Evaluation: Mean Absolute Error on the held‑out test set quantifies the average error per user in USD.
import arviz as az
from sklearn.metrics import mean_absolute_error
# Summarize posterior distributions
az.summary(trace, round_to=2)
# Posterior predictive sampling
with engagement_cost_model:
ppc = pm.sample_posterior_predictive(trace, var_names=["Y_obs"])
# Extract posterior means
α_post = trace.posterior["α"].mean().item()
β_post = trace.posterior["β"].mean(dim=["chain","draw"]).values
# Point predictions on test set
y_pred = α_post + X_test_s.dot(β_post)
# Evaluate mean absolute error
mae = mean_absolute_error(y_test, y_pred)

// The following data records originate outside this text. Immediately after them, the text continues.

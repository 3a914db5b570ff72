use std::fmt;

use serde::{Deserialize, Serialize};

/// Supported UI locales, first path segment of every route.
#[derive(Clone, Copy, Debug, Default, Serialize, Deserialize, Eq, PartialEq, Hash)]
#[serde(rename_all = "lowercase")]
pub enum Locale {
    #[default]
    De,
    En,
    Es,
    Fr,
    It,
    Pt,
    Ru,
    Zh,
    Ja,
    Ar,
    Hi,
    Tr,
    Pl,
    Nl,
    Vi,
    Ko,
    Uk,
    Th,
    Id,
    Cs,
    Fa,
}

#[derive(Clone, Copy, Debug, Serialize, Deserialize, Eq, PartialEq)]
#[serde(rename_all = "lowercase")]
pub enum Direction {
    Ltr,
    Rtl,
}

impl Locale {
    pub const ALL: [Locale; 21] = [
        Locale::De,
        Locale::En,
        Locale::Es,
        Locale::Fr,
        Locale::It,
        Locale::Pt,
        Locale::Ru,
        Locale::Zh,
        Locale::Ja,
        Locale::Ar,
        Locale::Hi,
        Locale::Tr,
        Locale::Pl,
        Locale::Nl,
        Locale::Vi,
        Locale::Ko,
        Locale::Uk,
        Locale::Th,
        Locale::Id,
        Locale::Cs,
        Locale::Fa,
    ];

    pub fn as_str(self) -> &'static str {
        match self {
            Locale::De => "de",
            Locale::En => "en",
            Locale::Es => "es",
            Locale::Fr => "fr",
            Locale::It => "it",
            Locale::Pt => "pt",
            Locale::Ru => "ru",
            Locale::Zh => "zh",
            Locale::Ja => "ja",
            Locale::Ar => "ar",
            Locale::Hi => "hi",
            Locale::Tr => "tr",
            Locale::Pl => "pl",
            Locale::Nl => "nl",
            Locale::Vi => "vi",
            Locale::Ko => "ko",
            Locale::Uk => "uk",
            Locale::Th => "th",
            Locale::Id => "id",
            Locale::Cs => "cs",
            Locale::Fa => "fa",
        }
    }

    pub fn from_code(code: &str) -> Option<Self> {
        Self::ALL
            .into_iter()
            .find(|locale| locale.as_str().eq_ignore_ascii_case(code))
    }

    /// Picks the locale for a path segment, falling back to the default.
    pub fn negotiate(segment: Option<&str>) -> Self {
        segment.and_then(Self::from_code).unwrap_or_default()
    }

    pub fn direction(self) -> Direction {
        match self {
            Locale::Ar | Locale::Fa => Direction::Rtl,
            _ => Direction::Ltr,
        }
    }

    pub fn is_rtl(self) -> bool {
        self.direction() == Direction::Rtl
    }

    /// Locale whose message file serves this locale.
    pub fn bundle_locale(self) -> Self {
        match self {
            Locale::Ar
            | Locale::De
            | Locale::En
            | Locale::Es
            | Locale::Fa
            | Locale::Fr
            | Locale::It
            | Locale::Ru
            | Locale::Tr
            | Locale::Uk => self,
            _ => Locale::En,
        }
    }
}

impl fmt::Display for Locale {
    fn fmt(&self, f: &mut fmt::Formatter<'_>) -> fmt::Result {
        f.write_str(self.as_str())
    }
}

#[cfg(test)]
mod tests {
    use super::*;

    #[test]
    fn unsupported_segments_fall_back_to_german() {
        assert_eq!(Locale::negotiate(Some("xx")), Locale::De);
        assert_eq!(Locale::negotiate(None), Locale::De);
        assert_eq!(Locale::negotiate(Some("FA")), Locale::Fa);
    }

    #[test]
    fn arabic_and_persian_are_right_to_left() {
        let rtl: Vec<_> = Locale::ALL.into_iter().filter(|l| l.is_rtl()).collect();
        assert_eq!(rtl, vec![Locale::Ar, Locale::Fa]);
    }

    #[test]
    fn locales_without_messages_use_english() {
        assert_eq!(Locale::Pt.bundle_locale(), Locale::En);
        assert_eq!(Locale::Zh.bundle_locale(), Locale::En);
        assert_eq!(Locale::Uk.bundle_locale(), Locale::Uk);
    }

    #[test]
    fn codes_round_trip() {
        for locale in Locale::ALL {
            assert_eq!(Locale::from_code(locale.as_str()), Some(locale));
        }
    }
}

print(f"Test MAE: ${mae:.2f} per user")
Visualise Predictions & Credible Intervals
By sweeping one key metric (clicks) and holding others fixed, we plot the expected cost curve with its credible band—illustrating both the marginal cost sensitivity and the uncertainty around our estimate.
import numpy as np
import matplotlib.pyplot as plt
# Sweep 'clicks' while holding other metrics at their median
grid = np.median(X_train_s, axis=0)[None,:].repeat(100, axis=0)
clicks_vals = np.linspace(X_train_s[:,1].min(), X_train_s[:,1].max(), 100)
grid[:,1] = clicks_vals
with engagement_cost_model:
ppc_grid = pm.sample_posterior_predictive(trace, var_names=["Y_obs"], samples=1000)
preds = ppc_grid["Y_obs"]
mean_pred = preds.mean(axis=0)
hpd = az.hdi(preds, hdi_prob=0.94)
# Back‑transform 'clicks' to original scale
clicks_orig = scaler.inverse_transform(grid)[:,1]
plt.figure(figsize=(8,5))
plt.plot(clicks_orig, mean_pred, label="Posterior mean")
plt.fill_between(clicks_orig, hpd[:,0], hpd[:,1], alpha=0.3,
label="94% credible interval")
plt.scatter(
scaler.inverse_transform(X_test_s)[:,1],
y_test, color="k", alpha=0.5, label="Test data"
)
plt.xlabel("Number of Clicks")
plt.ylabel("Engagement Cost (USD)")
plt.title("Bayesian Regression: Cost vs. Clicks")
plt.legend()
plt.tight_layout()
plt.show()
Summary
This Bayesian Regression workflow for Customer Engagement Cost Prediction provides:
- Point estimates of per‑user engagement cost from early engagement metrics.
- Credible intervals that quantify uncertainty from behavioural variability and channel–rate fluctuations.
- Actionable insights: marketing teams can allocate budgets and set campaign targets with explicit cost‑risk bounds—optimising both spend efficiency and customer experience.